Yahoo, Dell Swell Netherlands’ $13 Trillion Tax Haven [Bloomberg]
Inside Reindert Dooves’ home, a 17th century, three-story converted warehouse along the Zaan canal in suburban Amsterdam, a 21st-century Internet giant is avoiding taxes. The bookkeeper’s home office doubles as the headquarters for a Yahoo! Inc. (YHOO) offshore unit.

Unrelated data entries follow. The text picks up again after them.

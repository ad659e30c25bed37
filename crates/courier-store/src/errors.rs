//! Store errors.

use thiserror::Error;

/// Errors raised by the persistence layer.
#[derive(Debug, Error)]
pub enum StoreError {
    /// Underlying `SQLite` failure.
    #[error("sqlite error: {0}")]
    Sqlite(#[from] rusqlite::Error),

    /// Connection pool failure.
    #[error("connection pool error: {0}")]
    Pool(#[from] r2d2::Error),

    /// A referenced row does not exist.
    #[error("{kind} not found: {id}")]
    NotFound {
        /// Row kind (e.g. `"account"`).
        kind: &'static str,
        /// Missing id.
        id: String,
    },

    /// A status transition was rejected (monotonicity or claim violation).
    #[error("invalid transition for {kind} {id}: {reason}")]
    InvalidTransition {
        /// Row kind.
        kind: &'static str,
        /// Affected id.
        id: String,
        /// What was rejected.
        reason: String,
    },

    /// Internal invariant violation (poisoned lock, corrupt stored value).
    #[error("internal store error: {0}")]
    Internal(String),
}

impl StoreError {
    /// Shorthand for a not-found error.
    pub fn not_found(kind: &'static str, id: impl Into<String>) -> Self {
        Self::NotFound {
            kind,
            id: id.into(),
        }
    }
}

impl From<StoreError> for courier_core::errors::CourierError {
    fn from(err: StoreError) -> Self {
        match err {
            StoreError::NotFound { kind, id } => Self::NotFound { kind, id },
            other => Self::Persistence(other.to_string()),
        }
    }
}

/// Result alias for store operations.
pub type Result<T> = std::result::Result<T, StoreError>;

Through this sun-filled, white walled room, Yahoo has taken advantage of the law to quietly funnel hundreds of millions of dollars in global profits to island subsidiaries, cutting its worldwide tax bill. The Yahoo arrangement illustrates that the Netherlands, in the heart of a continent better known for social welfare than corporate welfare, has emerged as one of the most important tax havens for multinational companies. Now, as a deficit-strapped Europe raises retirement ages and taxes on the working class, the Netherlands’ role as a $13 trillion relay station on the global tax-avoiding network is prompting a backlash. 

HP's Autonomy Debacle: Mistakes were Capitalized? [Accounting Onion]
Companies overpay to acquire other companies all the time; but Hewlett Packard Co. just might be the new record holder for getting fleeced. I don't have the exact amount, but let's say that the goodwill HP initially recorded from the E.D.S. and the Autonomy acquisitions combined was on the order of $20 billion. Given the subsequent goodwill impairment charges for most of it, and the revelations that surrounded those charges, it should come as no surprise that investors have expressed dissatisfaction with everyone – management and the board, their outside financial advisors and auditors – associated with the decision making and the accounting for these ill-fated investments.
Caterpillar’s China accounting scandal is all too common [Quartz]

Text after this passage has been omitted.